• Directions for this task: Word for word, set down the entries below.

• Materials provided:
//! Status and role enums.

use serde::{Deserialize, Serialize};

/// Error returned when a status or role string is not recognised.
#[derive(Debug, Clone, PartialEq, Eq, thiserror::Error)]
#[error("invalid {kind}: {value}")]
pub struct ParseEnumError {
    kind: &'static str,
    value: String,
}

/// Kitchen progress of an order.
///
/// The kitchen normally moves an order forward one step at a time, but the
/// admin and kitchen screens may also reopen a completed order. No
/// transition is rejected: any status can be written at any time.
#[derive(Debug, Clone, Copy, PartialEq, Eq, Hash, Serialize, Deserialize, Default)]
#[serde(rename_all = "lowercase")]
pub enum OrderStatus {
    #[default]
    Pending,
    Preparing,
    Completed,
}

impl OrderStatus {
    /// All statuses in lifecycle order.
    pub const ALL: [Self; 3] = [Self::Pending, Self::Preparing, Self::Completed];

    /// Wire name of the status.
    #[must_use]
    pub const fn as_str(self) -> &'static str {
        match self {
            Self::Pending => "pending",
            Self::Preparing => "preparing",
            Self::Completed => "completed",
        }
    }

    /// The usual next step on the kitchen board, if any.
    #[must_use]
    pub const fn next(self) -> Option<Self> {
        match self {
            Self::Pending => Some(Self::Preparing),
            Self::Preparing => Some(Self::Completed),
            Self::Completed => None,
        }
    }

    /// Whether the order still needs kitchen attention.
    #[must_use]
    pub const fn is_active(self) -> bool {
        matches!(self, Self::Pending | Self::Preparing)
    }
}

impl std::fmt::Display for OrderStatus {
    fn fmt(&self, f: &mut std::fmt::Formatter<'_>) -> std::fmt::Result {
        f.write_str(self.as_str())
    }
}

impl std::str::FromStr for OrderStatus {
    type Err = ParseEnumError;

    fn from_str(s: &str) -> Result<Self, Self::Err> {
        match s {
            "pending" => Ok(Self::Pending),
            "preparing" => Ok(Self::Preparing),
            "completed" => Ok(Self::Completed),
            _ => Err(ParseEnumError {
                kind: "order status",
                value: s.to_owned(),
            }),
        }
    }
}

/// Access tier attached to a user profile.
#[derive(Debug, Clone, Copy, PartialEq, Eq, Hash, Serialize, Deserialize, Default)]
#[serde(rename_all = "lowercase")]
pub enum UserRole {
    /// Full access, including user management.
    Admin,
    /// Kitchen board access.
    Kitchen,
    /// Places orders on behalf of tables.
    Waiter,
    /// Self-service ordering. Assigned to every new registration.
    #[default]
    Customer,
}

impl UserRole {
    /// Wire name of the role.
    #[must_use]
    pub const fn as_str(self) -> &'static str {
        match self {
            Self::Admin => "admin",
            Self::Kitchen => "kitchen",
            Self::Waiter => "waiter",
            Self::Customer => "customer",
        }
    }

    /// Whether the role belongs to restaurant staff.
    #[must_use]
    pub const fn is_staff(self) -> bool {
        !matches!(self, Self::Customer)
    }
}

impl std::fmt::Display for UserRole {
    fn fmt(&self, f: &mut std::fmt::Formatter<'_>) -> std::fmt::Result {
        f.write_str(self.as_str())
    }
}

impl std::str::FromStr for UserRole {
    type Err = ParseEnumError;

    fn from_str(s: &str) -> Result<Self, Self::Err> {
        match s {
            "admin" => Ok(Self::Admin),
            "kitchen" => Ok(Self::Kitchen),
            "waiter" => Ok(Self::Waiter),
            "customer" => Ok(Self::Customer),
            _ => Err(ParseEnumError {
                kind: "user role",
                value: s.to_owned(),
            }),
        }
    }
}

#[cfg(test)]
mod tests {
    use super::*;

    #[test]
    fn test_order_status_round_trips_through_str() {
        for status in OrderStatus::ALL {
            assert_eq!(status.as_str().parse::<OrderStatus>(), Ok(status));
        }
        assert!("cancelled".parse::<OrderStatus>().is_err());
    }

    #[test]
    fn test_order_status_next() {
        assert_eq!(OrderStatus::Pending.next(), Some(OrderStatus::Preparing));
        assert_eq!(OrderStatus::Preparing.next(), Some(OrderStatus::Completed));
        assert_eq!(OrderStatus::Completed.next(), None);
    }

    #[test]
    fn test_order_status_serde_is_lowercase() {
        let json = serde_json::to_string(&OrderStatus::Preparing).expect("serialize");
        assert_eq!(json, "\"preparing\"");
    }

    #[test]
    fn test_user_role_default_is_customer() {
        assert_eq!(UserRole::default(), UserRole::Customer);
        assert!(!UserRole::Customer.is_staff());
        assert!(UserRole::Kitchen.is_staff());
    }

    #[test]
    fn test_user_role_parse_error_message() {
        let err = "chef".parse::<UserRole>().expect_err("should fail");
        assert_eq!(err.to_string(), "invalid user role: chef");
    }
}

• Answer box:
//! Status and role enums.

use serde::{Deserialize, Serialize};

/// Error returned when a status or role string is not recognised.
#[derive(Debug, Clone, PartialEq, Eq, thiserror::Error)]
#[error("invalid {kind}: {value}")]
pub struct ParseEnumError {
    kind: &'static str,
    value: String,
}

/// Kitchen progress of an order.
///
/// The kitchen normally moves an order forward one step at a time, but the
/// admin and kitchen screens may also reopen a completed order. No
/// transition is rejected: any status can be written at any time.
#[derive(Debug, Clone, Copy, PartialEq, Eq, Hash, Serialize, Deserialize, Default)]
#[serde(rename_all = "lowercase")]
pub enum OrderStatus {
    #[default]
    Pending,
    Preparing,
    Completed,
}

impl OrderStatus {
    /// All statuses in lifecycle order.
    pub const ALL: [Self; 3] = [Self::Pending, Self::Preparing, Self::Completed];

    /// Wire name of the status.
    #[must_use]
    pub const fn as_str(self) -> &'static str {
        match self {
            Self::Pending => "pending",
            Self::Preparing => "preparing",
            Self::Completed => "completed",
        }
    }

    /// The usual next step on the kitchen board, if any.
    #[must_use]
    pub const fn next(self) -> Option<Self> {
        match self {
            Self::Pending => Some(Self::Preparing),
            Self::Preparing => Some(Self::Completed),
            Self::Completed => None,
        }
    }

    /// Whether the order still needs kitchen attention.
    #[must_use]
    pub const fn is_active(self) -> bool {
        matches!(self, Self::Pending | Self::Preparing)
    }
}

impl std::fmt::Display for OrderStatus {
    fn fmt(&self, f: &mut std::fmt::Formatter<'_>) -> std::fmt::Result {
        f.write_str(self.as_str())
    }
}

impl std::str::FromStr for OrderStatus {
    type Err = ParseEnumError;

    fn from_str(s: &str) -> Result<Self, Self::Err> {
        match s {
            "pending" => Ok(Self::Pending),
            "preparing" => Ok(Self::Preparing),
            "completed" => Ok(Self::Completed),
            _ => Err(ParseEnumError {
                kind: "order status",
                value: s.to_owned(),
            }),
        }
    }
}

/// Access tier attached to a user profile.
#[derive(Debug, Clone, Copy, PartialEq, Eq, Hash, Serialize, Deserialize, Default)]
#[serde(rename_all = "lowercase")]
pub enum UserRole {
    /// Full access, including user management.
    Admin,
    /// Kitchen board access.
    Kitchen,
    /// Places orders on behalf of tables.
    Waiter,
    /// Self-service ordering. Assigned to every new registration.
    #[default]
    Customer,
}

impl UserRole {
    /// Wire name of the role.
    #[must_use]
    pub const fn as_str(self) -> &'static str {
        match self {
            Self::Admin => "admin",
            Self::Kitchen => "kitchen",
            Self::Waiter => "waiter",
            Self::Customer => "customer",
        }
    }

    /// Whether the role belongs to restaurant staff.
    #[must_use]
    pub const fn is_staff(self) -> bool {
        !matches!(self, Self::Customer)
    }
}

impl std::fmt::Display for UserRole {
    fn fmt(&self, f: &mut std::fmt::Formatter<'_>) -> std::fmt::Result {
        f.write_str(self.as_str())
    }
}

impl std::str::FromStr for UserRole {
    type Err = ParseEnumError;

    fn from_str(s: &str) -> Result<Self, Self::Err> {
        match s {
            "admin" => Ok(Self::Admin),
            "kitchen" => Ok(Self::Kitchen),
            "waiter" => Ok(Self::Waiter),
            "customer" => Ok(Self::Customer),
            _ => Err(ParseEnumError {
                kind: "user role",
                value: s.to_owned(),
            }),
        }
    }
}

#[cfg(test)]
mod tests {
    use super::*;

    #[test]
    fn test_order_status_round_trips_through_str() {
        for status in OrderStatus::ALL {
            assert_eq!(status.as_str().parse::<OrderStatus>(), Ok(status));
        }
        assert!("cancelled".parse::<OrderStatus>().is_err());
    }

    #[test]
    fn test_order_status_next() {
        assert_eq!(OrderStatus::Pending.next(), Some(OrderStatus::Preparing));
        assert_eq!(OrderStatus::Preparing.next(), Some(OrderStatus::Completed));
        assert_eq!(OrderStatus::Completed.next(), None);
    }

    #[test]
    fn test_order_status_serde_is_lowercase() {
        let json = serde_json::to_string(&OrderStatus::Preparing).expect("serialize");
        assert_eq!(json, "\"preparing\"");
    }

    #[test]
    fn test_user_role_default_is_customer() {
        assert_eq!(UserRole::default(), UserRole::Customer);
        assert!(!UserRole::Customer.is_staff());
        assert!(UserRole::Kitchen.is_staff());
    }

    #[test]
    fn test_user_role_parse_error_message() {
        let err = "chef".parse::<UserRole>().expect_err("should fail");
        assert_eq!(err.to_string(), "invalid user role: chef");
    }
}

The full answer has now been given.